354: Considers that the year spent in TE ANAU was "the best year of my life...and my WIFE'S as well, because with all the, em, near enough twenty-six families that were there (for FLETCHER'S), the wives had a real good social time".

360: Recalls there were four CHIPPIES (CARPENTERS) who arrived, out of the blue, from the WEST COAST, one of whom was (the late) BILL NEILSEN (former CHAIRMAN of the FIORDLAND MUSEUM TRUST).

362: says all four stayed at GEOFFREY ORBELL'S property (close to the boat harbour). "No trouble... good party people but behaved themselves and they were a real asset.'

365: When the HOTEL job was finished, he says, NEILSEN decided to work on another FLETCHER'S job in DUNEDIN (the SOUTHERN CROSS HOTEL). In later years, he says, NEILSEN became one of the top MANAGERS for the THC and worked in QUEENSTOWN, WANAKA, and at the TE ANAU HOTEL (he'd helped to BUILD).

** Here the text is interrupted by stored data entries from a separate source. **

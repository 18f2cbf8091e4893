//! Model Discovery (C8): per-family `AvailablePairs`, used by the Pivot
//! Planner (C5) and exposed read-only at the edge (spec §4.8).

use std::collections::HashSet;
use std::sync::Arc;
use std::time::{Duration, Instant};

use async_trait::async_trait;
use tokio::sync::RwLock;

use crate::lang::{Family, Lang, Pair, ALL_FAMILIES, M2M100_LANGS, MBART50_LANGS};

/// Opus-mt's pair list comes from an external model registry (spec §4.8);
/// this is that collaborator's contract. mbart50/m2m100 need no such
/// lookup — their sets are a fixed Cartesian square (spec §4.8).
#[async_trait]
pub trait OpusRegistry: Send + Sync {
    async fn fetch_pairs(&self) -> anyhow::Result<HashSet<Pair>>;
}

/// In-memory stand-in for the real Helsinki-NLP registry listing. Seeded
/// with enough pairs to exercise direct translation, family fallback, and
/// single-family pivoting in tests (spec §8 scenarios 1, 2, 5).
pub struct StaticOpusRegistry {
    pairs: HashSet<Pair>,
}

impl StaticOpusRegistry {
    pub fn new(pairs: impl IntoIterator<Item = Pair>) -> Self {
        StaticOpusRegistry {
            pairs: pairs.into_iter().collect(),
        }
    }

    pub fn default_seed() -> Self {
        let seeds = [
            ("en", "de"),
            ("de", "en"),
            ("en", "fr"),
            ("fr", "en"),
            ("en", "es"),
            ("es", "en"),
            ("en", "hi"),
            ("hi", "en"),
            ("ja", "hi"),
            ("hi", "ja"),
            ("hi", "de"),
            ("de", "hi"),
        ];
        Self::new(seeds.into_iter().map(|(s, t)| Pair::new(s, t)))
    }
}

#[async_trait]
impl OpusRegistry for StaticOpusRegistry {
    async fn fetch_pairs(&self) -> anyhow::Result<HashSet<Pair>> {
        Ok(self.pairs.clone())
    }
}

struct CachedEntry {
    pairs: Arc<HashSet<Pair>>,
    fetched_at: Instant,
}

pub struct Discovery {
    registry: Arc<dyn OpusRegistry>,
    ttl: Duration,
    opus_cache: RwLock<Option<CachedEntry>>,
    mbart50_pairs: Arc<HashSet<Pair>>,
    m2m100_pairs: Arc<HashSet<Pair>>,
}

fn cartesian_minus_identity(langs: &[&str]) -> HashSet<Pair> {
    let mut set = HashSet::new();
    for &a in langs {
        for &b in langs {
            if a != b {
                set.insert(Pair::new(a, b));
            }
        }
    }
    set
}

impl Discovery {
    pub fn new(registry: Arc<dyn OpusRegistry>, ttl: Duration) -> Self {
        Discovery {
            registry,
            ttl,
            opus_cache: RwLock::new(None),
            mbart50_pairs: Arc::new(cartesian_minus_identity(MBART50_LANGS)),
            m2m100_pairs: Arc::new(cartesian_minus_identity(M2M100_LANGS)),
        }
    }

    /// Returns the available pairs for `family`, refreshing opus-mt's
    /// cache if it's stale. On registry failure, serves the last-known
    /// value if one exists (spec §7, `DiscoveryFail`: "serves stale TTL
    /// value; logged; pivots degraded").
    pub async fn discover(&self, family: Family) -> Arc<HashSet<Pair>> {
        match family {
            Family::Mbart50 => self.mbart50_pairs.clone(),
            Family::M2m100 => self.m2m100_pairs.clone(),
            Family::OpusMt => self.discover_opus().await,
        }
    }

    async fn discover_opus(&self) -> Arc<HashSet<Pair>> {
        {
            let cache = self.opus_cache.read().await;
            if let Some(entry) = cache.as_ref() {
                if entry.fetched_at.elapsed() < self.ttl {
                    return entry.pairs.clone();
                }
            }
        }

        let mut cache = self.opus_cache.write().await;
        // Re-check under the write lock in case another caller refreshed
        // while we were waiting (idempotent discovery, spec §8).
        if let Some(entry) = cache.as_ref() {
            if entry.fetched_at.elapsed() < self.ttl {
                return entry.pairs.clone();
            }
        }

        match self.registry.fetch_pairs().await {
            Ok(pairs) => {
                let pairs = Arc::new(pairs);
                *cache = Some(CachedEntry {
                    pairs: pairs.clone(),
                    fetched_at: Instant::now(),
                });
                pairs
            }
            Err(err) => {
                tracing::warn!(error = %err, "opus-mt discovery refresh failed");
                match cache.as_ref() {
                    Some(entry) => entry.pairs.clone(),
                    None => Arc::new(HashSet::new()),
                }
            }
        }
    }

    pub async fn discover_all(&self) -> Vec<(Family, Arc<HashSet<Pair>>)> {
        let mut out = Vec::with_capacity(ALL_FAMILIES.len());
        for family in ALL_FAMILIES {
            out.push((family, self.discover(family).await));
        }
        out
    }

    /// Forces the next opus-mt `discover` call to refetch.
    pub async fn clear_cache(&self) {
        *self.opus_cache.write().await = None;
    }

    pub async fn get_languages(
        &self,
        source_filter: Option<&Lang>,
        target_filter: Option<&Lang>,
    ) -> Vec<Lang> {
        let mut langs: HashSet<Lang> = HashSet::new();
        for (_, pairs) in self.discover_all().await {
            for pair in pairs.iter() {
                if let Some(src) = source_filter {
                    if &pair.src != src {
                        continue;
                    }
                }
                if let Some(tgt) = target_filter {
                    if &pair.tgt != tgt {
                        continue;
                    }
                }
                langs.insert(pair.src.clone());
                langs.insert(pair.tgt.clone());
            }
        }
        let mut langs: Vec<Lang> = langs.into_iter().collect();
        langs.sort();
        langs
    }
}

#[cfg(test)]
mod tests {
    use super::*;

    #[tokio::test]
    async fn discover_is_idempotent_within_ttl() {
        let discovery = Discovery::new(
            Arc::new(StaticOpusRegistry::default_seed()),
            Duration::from_secs(3600),
        );
        let a = discovery.discover(Family::OpusMt).await;
        let b = discovery.discover(Family::OpusMt).await;
        assert_eq!(*a, *b);
    }

    #[tokio::test]
    async fn mbart50_pairs_exclude_identities() {
        let discovery = Discovery::new(
            Arc::new(StaticOpusRegistry::default_seed()),
            Duration::from_secs(3600),
        );
        let pairs = discovery.discover(Family::Mbart50).await;
        assert!(!pairs.contains(&Pair::new("en", "en")));
        assert!(pairs.contains(&Pair::new("en", "de")));
    }

    #[tokio::test]
    async fn clear_cache_forces_refetch() {
        struct CountingRegistry(std::sync::atomic::AtomicUsize);
        #[async_trait]
        impl OpusRegistry for CountingRegistry {
            async fn fetch_pairs(&self) -> anyhow::Result<HashSet<Pair>> {
                self.0.fetch_add(1, std::sync::atomic::Ordering::SeqCst);
                Ok(HashSet::new())
            }
        }
        let registry = Arc::new(CountingRegistry(std::sync::atomic::AtomicUsize::new(0)));
        let discovery = Discovery::new(registry.clone(), Duration::from_secs(3600));
        discovery.discover(Family::OpusMt).await;
        discovery.discover(Family::OpusMt).await;
        assert_eq!(registry.0.load(std::sync::atomic::Ordering::SeqCst), 1);
        discovery.clear_cache().await;
        discovery.discover(Family::OpusMt).await;
        assert_eq!(registry.0.load(std::sync::atomic::Ordering::SeqCst), 2);
    }

    #[tokio::test]
    async fn serves_stale_value_on_registry_failure() {
        struct FlakyRegistry(std::sync::atomic::AtomicUsize);
        #[async_trait]
        impl OpusRegistry for FlakyRegistry {
            async fn fetch_pairs(&self) -> anyhow::Result<HashSet<Pair>> {
                let n = self.0.fetch_add(1, std::sync::atomic::Ordering::SeqCst);
                if n == 0 {
                    Ok(HashSet::from([Pair::new("en", "de")]))
                } else {
                    Err(anyhow::anyhow!("registry unreachable"))
                }
            }
        }
        let registry = Arc::new(FlakyRegistry(std::sync::atomic::AtomicUsize::new(0)));
        let discovery = Discovery::new(registry, Duration::from_millis(1));
        let first = discovery.discover(Family::OpusMt).await;
        assert!(first.contains(&Pair::new("en", "de")));
        tokio::time::sleep(Duration::from_millis(5)).await;
        let second = discovery.discover(Family::OpusMt).await;
        assert_eq!(*second, *first);
    }
}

399: Refers to his subsequent involvement in BUILDING the extension to the TE ANAU HOTEL, not long after he'd returned to DUNEDIN with his WIFE and family to do the SOUTHERN CROSS HOTEL job.

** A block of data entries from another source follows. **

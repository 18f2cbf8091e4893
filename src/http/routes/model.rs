//! `GET /model_name` — a runtime/config snapshot (spec §6.1).

use std::sync::Arc;

use hyper::{Body, Response, StatusCode};
use serde::Serialize;

use crate::http::response::json_response;
use crate::state::AppState;

#[derive(Debug, Serialize)]
struct ModelNameResponse {
    device: String,
    device_index: i32,
    model_fallback_order: Vec<String>,
    max_cached_models: usize,
    cached_models: usize,
    pivot_lang: String,
}

pub async fn get(state: &Arc<AppState>) -> Response<Body> {
    let body = ModelNameResponse {
        device: match state.device.kind {
            crate::config::DeviceKind::Cpu => "cpu".to_string(),
            crate::config::DeviceKind::Gpu => "gpu".to_string(),
        },
        device_index: state.device.index,
        model_fallback_order: state
            .cfg
            .model_fallback_order
            .iter()
            .map(|f| f.as_str().to_string())
            .collect(),
        max_cached_models: state.cfg.max_cached_models,
        cached_models: state.cache.len(),
        pivot_lang: state.cfg.pivot_lang.clone(),
    };
    json_response(StatusCode::OK, &body)
}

408: says he persuaded a friend, NEIL FAIRWEATHER, whose trade was in CARPENTRY to take up the job of FOREMAN on the TE ANAU HOTEL extension. "He said the biggest job he'd ever done was a garage, so I said well, HOTELS are a bit like that...just one garage stacked up on top of the other." FAIRWEATHER took up the challenge on condition that he was actively supported by the participant.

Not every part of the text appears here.